From the very outset, as we are made privy to Willem’s slumbering visions and their interruption by his alarm clock, there’s an immediate realisation that we have a creator here with an assured command of the peculiar storytelling tricks that the comics form has to offer. Just consider the transition between dream state and reality in the pages below for example. From cleverly structured cutaways imposing themselves on the progression of events in the real world through to song lyrics floating into the atmosphere via the smoke of an illicit cigarette, Mengelmoes is full of subtle artistic playfulness. The contrasting depictions of the cast of characters – depending on their role in the story they can range from relatively realistic in depiction to cartoon goofiness – also seems most apposite in a tale that constantly concerns itself with blurring the boundaries between actuality and whimsy.

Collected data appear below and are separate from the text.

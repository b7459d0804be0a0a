use std::fs::{self, File};
use std::io::{self, BufReader, BufWriter};
use std::path::Path;

use anyhow::Context;
use serde::Serialize;
use zip::ZipArchive;

use replica_domain::{is_signature_artifact, ANDROID_MANIFEST, CONFIG_DOCUMENT_PATH};

use super::paths::resolve;
use crate::core::pipeline::PipelineError;

/// What happened to the entries of a source container.
#[derive(Debug, Default, Clone, Serialize)]
pub struct ExtractReport {
    pub manifest_found: bool,
    /// Files written to the scratch tree.
    pub written: usize,
    pub directories: usize,
    /// Signature artifacts and replaced payload documents that were dropped.
    pub skipped: Vec<String>,
    /// Entries whose names were empty or otherwise unusable.
    pub rejected: Vec<String>,
}

/// Unpacks `source` into `dest_root`, dropping signature artifacts and the
/// configuration document that is about to be replaced.
pub fn extract(source: &Path, dest_root: &Path) -> Result<ExtractReport, PipelineError> {
    extract_replacing(source, dest_root, &[CONFIG_DOCUMENT_PATH])
}

/// Like [`extract`], with an explicit list of entry names to drop.
pub fn extract_replacing(
    source: &Path,
    dest_root: &Path,
    replaced: &[&str],
) -> Result<ExtractReport, PipelineError> {
    let read_failed = |source_err: anyhow::Error| PipelineError::ContainerReadFailed {
        container: source.to_path_buf(),
        source: source_err,
    };

    let file = File::open(source)
        .with_context(|| format!("failed to open {}", source.display()))
        .map_err(read_failed)?;
    let mut archive = ZipArchive::new(BufReader::new(file))
        .context("not a valid ZIP container")
        .map_err(read_failed)?;

    let manifest_found = archive.file_names().any(|name| name == ANDROID_MANIFEST);
    if !manifest_found {
        return Err(PipelineError::MissingManifest {
            container: source.to_path_buf(),
        });
    }

    let mut report = ExtractReport {
        manifest_found,
        ..ExtractReport::default()
    };
    for index in 0..archive.len() {
        let mut entry = archive
            .by_index(index)
            .with_context(|| format!("failed to read entry #{index}"))
            .map_err(read_failed)?;
        let name = entry.name().to_string();

        if is_signature_artifact(&name) || replaced.contains(&name.as_str()) {
            tracing::debug!(entry = %name, "skipping entry");
            report.skipped.push(name);
            continue;
        }

        let target = match resolve(dest_root, &name) {
            Ok(target) => target,
            Err(PipelineError::InvalidEntryName { source, .. }) => {
                tracing::warn!(entry = ?name, %source, "rejecting malformed entry name");
                report.rejected.push(name);
                continue;
            }
            Err(err) => return Err(err),
        };

        let write_failed = |source: anyhow::Error| PipelineError::ExtractWriteFailed {
            entry: name.clone(),
            source,
        };
        if entry.is_dir() {
            fs::create_dir_all(&target)
                .with_context(|| format!("failed to create {}", target.display()))
                .map_err(write_failed)?;
            report.directories += 1;
            continue;
        }

        if let Some(parent) = target.parent() {
            fs::create_dir_all(parent)
                .with_context(|| format!("failed to create {}", parent.display()))
                .map_err(write_failed)?;
        }
        let out = File::create(&target)
            .with_context(|| format!("failed to create {}", target.display()))
            .map_err(write_failed)?;
        let mut out = BufWriter::new(out);
        io::copy(&mut entry, &mut out)
            .and_then(|_| io::Write::flush(&mut out))
            .with_context(|| format!("failed to extract {name}"))
            .map_err(read_failed)?;
        report.written += 1;
    }

    tracing::debug!(
        written = report.written,
        skipped = report.skipped.len(),
        rejected = report.rejected.len(),
        "extracted container"
    );
    Ok(report)
}

#[cfg(test)]
mod tests {
    use super::*;
    use crate::core::test_support::write_container;

    #[test]
    fn drops_signature_artifacts_and_the_replaced_config() {
        let dir = tempfile::tempdir().unwrap();
        let apk = dir.path().join("app.apk");
        write_container(
            &apk,
            &[
                ("AndroidManifest.xml", b"<manifest/>".as_slice()),
                ("classes.dex", b"dex\n035"),
                ("META-INF/MANIFEST.MF", b"Manifest-Version: 1.0"),
                ("META-INF/CERT.SF", b"sf"),
                ("META-INF/CERT.RSA", b"rsa"),
                ("META-INF/services/a.b.C", b"impl"),
                ("assets/cloner.json", b"{\"old\":true}"),
            ],
        );
        let tree = dir.path().join("tree");
        fs::create_dir(&tree).unwrap();

        let report = extract(&apk, &tree).unwrap();
        assert!(report.manifest_found);
        assert_eq!(report.written, 4);
        assert_eq!(report.skipped.len(), 4);
        assert!(tree.join("META-INF/services/a.b.C").is_file());
        assert!(!tree.join("META-INF/CERT.SF").exists());
        assert!(!tree.join("assets/cloner.json").exists());
        assert_eq!(fs::read(tree.join("classes.dex")).unwrap(), b"dex\n035");
    }

    #[test]
    fn missing_manifest_fails_before_writing() {
        let dir = tempfile::tempdir().unwrap();
        let apk = dir.path().join("app.apk");
        write_container(&apk, &[("classes.dex", b"dex".as_slice())]);
        let tree = dir.path().join("tree");
        fs::create_dir(&tree).unwrap();

        let err = extract(&apk, &tree).unwrap_err();
        assert!(matches!(err, PipelineError::MissingManifest { .. }));
        assert_eq!(fs::read_dir(&tree).unwrap().count(), 0);
    }

    #[test]
    fn traversal_entries_abort_extraction() {
        let dir = tempfile::tempdir().unwrap();
        let apk = dir.path().join("app.apk");
        write_container(
            &apk,
            &[
                ("AndroidManifest.xml", b"<manifest/>".as_slice()),
                ("../../evil.sh", b"#!/bin/sh"),
            ],
        );
        let tree = dir.path().join("tree");
        fs::create_dir(&tree).unwrap();

        let err = extract(&apk, &tree).unwrap_err();
        assert!(matches!(err, PipelineError::PathTraversal { .. }));
        assert!(!dir.path().join("evil.sh").exists());
    }

    #[test]
    fn directory_entries_become_directories() {
        let dir = tempfile::tempdir().unwrap();
        let apk = dir.path().join("app.apk");
        write_container(
            &apk,
            &[
                ("AndroidManifest.xml", b"<manifest/>".as_slice()),
                ("assets/empty/", b""),
            ],
        );
        let tree = dir.path().join("tree");
        fs::create_dir(&tree).unwrap();

        let report = extract(&apk, &tree).unwrap();
        assert_eq!(report.directories, 1);
        assert!(tree.join("assets/empty").is_dir());
    }

    #[test]
    fn write_failures_are_reported_in_the_extracting_stage() {
        let dir = tempfile::tempdir().unwrap();
        let apk = dir.path().join("app.apk");
        write_container(
            &apk,
            &[
                ("AndroidManifest.xml", b"<manifest/>".as_slice()),
                ("assets", b"a file where a directory belongs"),
                ("assets/data.bin", b"payload"),
            ],
        );
        let tree = dir.path().join("tree");
        fs::create_dir(&tree).unwrap();

        let err = extract(&apk, &tree).unwrap_err();
        assert!(matches!(err, PipelineError::ExtractWriteFailed { ref entry, .. } if entry == "assets/data.bin"));
        assert_eq!(err.stage(), crate::core::pipeline::Stage::Extracting);
        assert_eq!(err.code(), "RPL105");
    }

    #[test]
    fn unreadable_source_is_a_read_failure() {
        let dir = tempfile::tempdir().unwrap();
        let bogus = dir.path().join("bogus.apk");
        fs::write(&bogus, b"not a zip").unwrap();
        let err = extract(&bogus, dir.path()).unwrap_err();
        assert!(matches!(err, PipelineError::ContainerReadFailed { .. }));
    }
}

Rather bravely, Samuel adopts a raw honesty and “warts and all” approach to his subject matter that is as strangely endearing as it is, occasionally, cringeworthy given the situations his “on-page” avatar finds himself in. As narrator he is painfully candid in his delivery giving his past self a persona that is self-deprecating but stays (just) on the right side of excessive self-pity. In this regard he’s the outsider the audience can empathise with and invest in, embodying that graceless period of our early, insecure teenage lives that we can all identify with; the deliberately styled anti-hero of his own story.
Understandably, much in the pre-publicity is made of the book’s South African origins. I suspect as the series continues that heritage will play a greater role in the proceedings. At this stage, although there are occasional references, nationality plays what borders on a superficial role in the narrative; after all, stories of gauche adolescence have a universality that speaks to us all. It will be interesting to see to how significant a degree cultural factors become a part of the tale once it advances out of the confines of the school campus.
Slice-of-life comics with a defined difference, Willem Samuel proves with Mengelmoes that he’s a creator who bears very close watching in the future. A poised and impressive debut that will, in turn, make you smirk, wince, laugh and nod your head in sly recognition.
Willem Samuel (W/A) • Soaring Penguin Press, £4.95, February 26th 2014
This looks quite original, I’m interested in picking this up.
Well worth it Bart. A creator to watch no doubt about it! And hopefully it will also put more eyes on Soaring Penguin Press who have put out some fine work over the last year.